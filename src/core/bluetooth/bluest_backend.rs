//! Host Bluetooth LE through bluest

use std::collections::HashMap;
use std::sync::{Arc, Mutex};
use std::time::Duration;

use async_trait::async_trait;
use bluest::{Adapter, Characteristic, Device, Service};
use futures_util::StreamExt;
use log::{debug, error, info, warn};
use tokio::sync::mpsc;
use uuid::Uuid;

use crate::core::bluetooth::backend::{GattBackend, GattSession, NotificationStream};
use crate::core::bluetooth::constants::LINK_CHECK_INTERVAL_MS;
use crate::core::bluetooth::types::{EndpointFlags, WirelessDevice};
use crate::core::error::{BridgeError, Result};

const SCAN_CHANNEL_CAPACITY: usize = 32;
const NOTIFY_CHANNEL_CAPACITY: usize = 64;

fn lock<T>(mutex: &Mutex<T>) -> std::sync::MutexGuard<'_, T> {
    mutex.lock().unwrap_or_else(|e| e.into_inner())
}

pub struct BluestBackend {
    adapter: Adapter,
    /// Devices seen by scans, by id
    devices: Arc<Mutex<HashMap<String, Device>>>,
}

impl BluestBackend {
    pub async fn new() -> Result<Self> {
        let adapter = Adapter::default()
            .await
            .ok_or_else(|| BridgeError::UnsupportedCapability("No Bluetooth adapter found".to_string()))?;
        adapter
            .wait_available()
            .await
            .map_err(|e| BridgeError::UnsupportedCapability(e.to_string()))?;
        info!("Bluetooth adapter is available.");
        Ok(Self {
            adapter,
            devices: Arc::new(Mutex::new(HashMap::new())),
        })
    }

    async fn describe(device: &Device, rssi: Option<i16>, services: Vec<Uuid>) -> WirelessDevice {
        let name = device.name().unwrap_or_else(|_| "Unknown".to_string());
        let rssi = match rssi {
            Some(rssi) => Some(rssi),
            None => device.rssi().await.ok(),
        };
        WirelessDevice::new(device.id().to_string(), name, rssi).with_services(services)
    }
}

#[async_trait]
impl GattBackend for BluestBackend {
    async fn scan(&self, services: &[Uuid]) -> Result<mpsc::Receiver<WirelessDevice>> {
        let (tx, rx) = mpsc::channel(SCAN_CHANNEL_CAPACITY);
        let adapter = self.adapter.clone();
        let devices = self.devices.clone();
        let services = services.to_vec();

        tokio::spawn(async move {
            // Devices already connected to the host do not advertise
            match adapter.connected_devices().await {
                Ok(connected) => {
                    for device in connected {
                        let info = Self::describe(&device, None, Vec::new()).await;
                        lock(&devices).insert(info.id.clone(), device);
                        if tx.send(info).await.is_err() {
                            return;
                        }
                    }
                }
                Err(e) => warn!("Failed to list connected devices: {}", e),
            }

            let mut scan_stream = match adapter.scan(&services).await {
                Ok(stream) => stream,
                Err(e) => {
                    error!("Failed to start scan: {}", e);
                    return;
                }
            };
            while let Some(discovered) = scan_stream.next().await {
                let mut info = Self::describe(
                    &discovered.device,
                    discovered.rssi,
                    discovered.adv_data.services,
                )
                .await;
                if let Some(local_name) = discovered.adv_data.local_name {
                    info.name = local_name;
                }
                debug!("Found device - {:?}", info);
                lock(&devices).insert(info.id.clone(), discovered.device);
                if tx.send(info).await.is_err() {
                    break;
                }
            }
        });
        Ok(rx)
    }

    async fn connect(&self, device_id: &str) -> Result<Arc<dyn GattSession>> {
        let device = lock(&self.devices)
            .get(device_id)
            .cloned()
            .ok_or_else(|| BridgeError::ConnectionError(format!("Device not found with ID: {}", device_id)))?;

        if !device.is_connected().await {
            self.adapter
                .connect_device(&device)
                .await
                .map_err(|e| BridgeError::ConnectionError(e.to_string()))?;
        }

        let info = Self::describe(&device, None, Vec::new()).await;
        Ok(Arc::new(BluestSession {
            adapter: self.adapter.clone(),
            device,
            info,
            services: Mutex::new(HashMap::new()),
            characteristics: Mutex::new(HashMap::new()),
        }))
    }
}

struct BluestSession {
    adapter: Adapter,
    device: Device,
    info: WirelessDevice,
    services: Mutex<HashMap<Uuid, Service>>,
    characteristics: Mutex<HashMap<Uuid, Characteristic>>,
}

impl BluestSession {
    fn characteristic(&self, id: Uuid) -> Result<Characteristic> {
        lock(&self.characteristics)
            .get(&id)
            .cloned()
            .ok_or(BridgeError::CharacteristicNotFound(id))
    }
}

#[async_trait]
impl GattSession for BluestSession {
    fn device(&self) -> WirelessDevice {
        self.info.clone()
    }

    async fn is_connected(&self) -> bool {
        self.device.is_connected().await
    }

    async fn services(&self) -> Result<Vec<Uuid>> {
        let services = self
            .device
            .services()
            .await
            .map_err(|e| BridgeError::ConnectionError(e.to_string()))?;
        let mut known = lock(&self.services);
        Ok(services
            .into_iter()
            .map(|service| {
                let uuid = service.uuid();
                known.insert(uuid, service);
                uuid
            })
            .collect())
    }

    async fn characteristics(&self, service: Uuid) -> Result<Vec<(Uuid, EndpointFlags)>> {
        let handle = lock(&self.services)
            .get(&service)
            .cloned()
            .ok_or_else(|| BridgeError::ConnectionError(format!("service {} not present", service)))?;
        let characteristics = handle
            .characteristics()
            .await
            .map_err(|e| BridgeError::ConnectionError(e.to_string()))?;

        let mut endpoints = Vec::with_capacity(characteristics.len());
        for characteristic in characteristics {
            let properties = characteristic
                .properties()
                .await
                .map_err(|e| BridgeError::ConnectionError(e.to_string()))?;
            let flags = EndpointFlags {
                readable: properties.read,
                writable: properties.write || properties.write_without_response,
                notifiable: properties.notify || properties.indicate,
            };
            let uuid = characteristic.uuid();
            lock(&self.characteristics).insert(uuid, characteristic);
            endpoints.push((uuid, flags));
        }
        Ok(endpoints)
    }

    async fn read(&self, characteristic: Uuid) -> Result<Vec<u8>> {
        self.characteristic(characteristic)?
            .read()
            .await
            .map_err(|e| BridgeError::ReadError(e.to_string()))
    }

    async fn write(&self, characteristic: Uuid, payload: &[u8]) -> Result<()> {
        self.characteristic(characteristic)?
            .write(payload)
            .await
            .map_err(|e| BridgeError::WriteError(e.to_string()))
    }

    async fn notifications(&self, characteristic: Uuid) -> Result<NotificationStream> {
        let characteristic = self.characteristic(characteristic)?;
        let (tx, rx) = mpsc::channel(NOTIFY_CHANNEL_CAPACITY);

        // The bluest stream borrows the characteristic, so it lives in its own task
        tokio::spawn(async move {
            match characteristic.notify().await {
                Ok(mut values) => {
                    while let Some(value) = values.next().await {
                        let value = value.map_err(|e| BridgeError::ReadError(e.to_string()));
                        if tx.send(value).await.is_err() {
                            break;
                        }
                    }
                }
                Err(e) => {
                    let _ = tx.send(Err(BridgeError::ReadError(e.to_string()))).await;
                }
            }
        });

        Ok(futures_util::stream::unfold(rx, |mut rx| async move {
            rx.recv().await.map(|value| (value, rx))
        })
        .boxed())
    }

    async fn wait_disconnected(&self) {
        while self.device.is_connected().await {
            tokio::time::sleep(Duration::from_millis(LINK_CHECK_INTERVAL_MS)).await;
        }
    }

    async fn disconnect(&self) -> Result<()> {
        self.adapter
            .disconnect_device(&self.device)
            .await
            .map_err(|e| BridgeError::ConnectionError(e.to_string()))
    }
}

● Exercise directions: Once more, write out the records above, exactly as they stand.

● Answer to this task:
filename src/core/bluetooth/bluest_backend.rs
//! Host Bluetooth LE through bluest

use std::collections::HashMap;
use std::sync::{Arc, Mutex};
use std::time::Duration;

use async_trait::async_trait;
use bluest::{Adapter, Characteristic, Device, Service};
use futures_util::StreamExt;
use log::{debug, error, info, warn};
use tokio::sync::mpsc;
use uuid::Uuid;

use crate::core::bluetooth::backend::{GattBackend, GattSession, NotificationStream};
use crate::core::bluetooth::constants::LINK_CHECK_INTERVAL_MS;
use crate::core::bluetooth::types::{EndpointFlags, WirelessDevice};
use crate::core::error::{BridgeError, Result};

const SCAN_CHANNEL_CAPACITY: usize = 32;
const NOTIFY_CHANNEL_CAPACITY: usize = 64;

fn lock<T>(mutex: &Mutex<T>) -> std::sync::MutexGuard<'_, T> {
    mutex.lock().unwrap_or_else(|e| e.into_inner())
}

pub struct BluestBackend {
    adapter: Adapter,
    /// Devices seen by scans, by id
    devices: Arc<Mutex<HashMap<String, Device>>>,
}

impl BluestBackend {
    pub async fn new() -> Result<Self> {
        let adapter = Adapter::default()
            .await
            .ok_or_else(|| BridgeError::UnsupportedCapability("No Bluetooth adapter found".to_string()))?;
        adapter
            .wait_available()
            .await
            .map_err(|e| BridgeError::UnsupportedCapability(e.to_string()))?;
        info!("Bluetooth adapter is available.");
        Ok(Self {
            adapter,
            devices: Arc::new(Mutex::new(HashMap::new())),
        })
    }

    async fn describe(device: &Device, rssi: Option<i16>, services: Vec<Uuid>) -> WirelessDevice {
        let name = device.name().unwrap_or_else(|_| "Unknown".to_string());
        let rssi = match rssi {
            Some(rssi) => Some(rssi),
            None => device.rssi().await.ok(),
        };
        WirelessDevice::new(device.id().to_string(), name, rssi).with_services(services)
    }
}

#[async_trait]
impl GattBackend for BluestBackend {
    async fn scan(&self, services: &[Uuid]) -> Result<mpsc::Receiver<WirelessDevice>> {
        let (tx, rx) = mpsc::channel(SCAN_CHANNEL_CAPACITY);
        let adapter = self.adapter.clone();
        let devices = self.devices.clone();
        let services = services.to_vec();

        tokio::spawn(async move {
            // Devices already connected to the host do not advertise
            match adapter.connected_devices().await {
                Ok(connected) => {
                    for device in connected {
                        let info = Self::describe(&device, None, Vec::new()).await;
                        lock(&devices).insert(info.id.clone(), device);
                        if tx.send(info).await.is_err() {
                            return;
                        }
                    }
                }
                Err(e) => warn!("Failed to list connected devices: {}", e),
            }

            let mut scan_stream = match adapter.scan(&services).await {
                Ok(stream) => stream,
                Err(e) => {
                    error!("Failed to start scan: {}", e);
                    return;
                }
            };
            while let Some(discovered) = scan_stream.next().await {
                let mut info = Self::describe(
                    &discovered.device,
                    discovered.rssi,
                    discovered.adv_data.services,
                )
                .await;
                if let Some(local_name) = discovered.adv_data.local_name {
                    info.name = local_name;
                }
                debug!("Found device - {:?}", info);
                lock(&devices).insert(info.id.clone(), discovered.device);
                if tx.send(info).await.is_err() {
                    break;
                }
            }
        });
        Ok(rx)
    }

    async fn connect(&self, device_id: &str) -> Result<Arc<dyn GattSession>> {
        let device = lock(&self.devices)
            .get(device_id)
            .cloned()
            .ok_or_else(|| BridgeError::ConnectionError(format!("Device not found with ID: {}", device_id)))?;

        if !device.is_connected().await {
            self.adapter
                .connect_device(&device)
                .await
                .map_err(|e| BridgeError::ConnectionError(e.to_string()))?;
        }

        let info = Self::describe(&device, None, Vec::new()).await;
        Ok(Arc::new(BluestSession {
            adapter: self.adapter.clone(),
            device,
            info,
            services: Mutex::new(HashMap::new()),
            characteristics: Mutex::new(HashMap::new()),
        }))
    }
}

struct BluestSession {
    adapter: Adapter,
    device: Device,
    info: WirelessDevice,
    services: Mutex<HashMap<Uuid, Service>>,
    characteristics: Mutex<HashMap<Uuid, Characteristic>>,
}

impl BluestSession {
    fn characteristic(&self, id: Uuid) -> Result<Characteristic> {
        lock(&self.characteristics)
            .get(&id)
            .cloned()
            .ok_or(BridgeError::CharacteristicNotFound(id))
    }
}

#[async_trait]
impl GattSession for BluestSession {
    fn device(&self) -> WirelessDevice {
        self.info.clone()
    }

    async fn is_connected(&self) -> bool {
        self.device.is_connected().await
    }

    async fn services(&self) -> Result<Vec<Uuid>> {
        let services = self
            .device
            .services()
            .await
            .map_err(|e| BridgeError::ConnectionError(e.to_string()))?;
        let mut known = lock(&self.services);
        Ok(services
            .into_iter()
            .map(|service| {
                let uuid = service.uuid();
                known.insert(uuid, service);
                uuid
            })
            .collect())
    }

    async fn characteristics(&self, service: Uuid) -> Result<Vec<(Uuid, EndpointFlags)>> {
        let handle = lock(&self.services)
            .get(&service)
            .cloned()
            .ok_or_else(|| BridgeError::ConnectionError(format!("service {} not present", service)))?;
        let characteristics = handle
            .characteristics()
            .await
            .map_err(|e| BridgeError::ConnectionError(e.to_string()))?;

        let mut endpoints = Vec::with_capacity(characteristics.len());
        for characteristic in characteristics {
            let properties = characteristic
                .properties()
                .await
                .map_err(|e| BridgeError::ConnectionError(e.to_string()))?;
            let flags = EndpointFlags {
                readable: properties.read,
                writable: properties.write || properties.write_without_response,
                notifiable: properties.notify || properties.indicate,
            };
            let uuid = characteristic.uuid();
            lock(&self.characteristics).insert(uuid, characteristic);
            endpoints.push((uuid, flags));
        }
        Ok(endpoints)
    }

    async fn read(&self, characteristic: Uuid) -> Result<Vec<u8>> {
        self.characteristic(characteristic)?
            .read()
            .await
            .map_err(|e| BridgeError::ReadError(e.to_string()))
    }

    async fn write(&self, characteristic: Uuid, payload: &[u8]) -> Result<()> {
        self.characteristic(characteristic)?
            .write(payload)
            .await
            .map_err(|e| BridgeError::WriteError(e.to_string()))
    }

    async fn notifications(&self, characteristic: Uuid) -> Result<NotificationStream> {
        let characteristic = self.characteristic(characteristic)?;
        let (tx, rx) = mpsc::channel(NOTIFY_CHANNEL_CAPACITY);

        // The bluest stream borrows the characteristic, so it lives in its own task
        tokio::spawn(async move {
            match characteristic.notify().await {
                Ok(mut values) => {
                    while let Some(value) = values.next().await {
                        let value = value.map_err(|e| BridgeError::ReadError(e.to_string()));
                        if tx.send(value).await.is_err() {
                            break;
                        }
                    }
                }
                Err(e) => {
                    let _ = tx.send(Err(BridgeError::ReadError(e.to_string()))).await;
                }
            }
        });

        Ok(futures_util::stream::unfold(rx, |mut rx| async move {
            rx.recv().await.map(|value| (value, rx))
        })
        .boxed())
    }

    async fn wait_disconnected(&self) {
        while self.device.is_connected().await {
            tokio::time::sleep(Duration::from_millis(LINK_CHECK_INTERVAL_MS)).await;
        }
    }

    async fn disconnect(&self) -> Result<()> {
        self.adapter
            .disconnect_device(&self.device)
            .await
            .map_err(|e| BridgeError::ConnectionError(e.to_string()))
    }
}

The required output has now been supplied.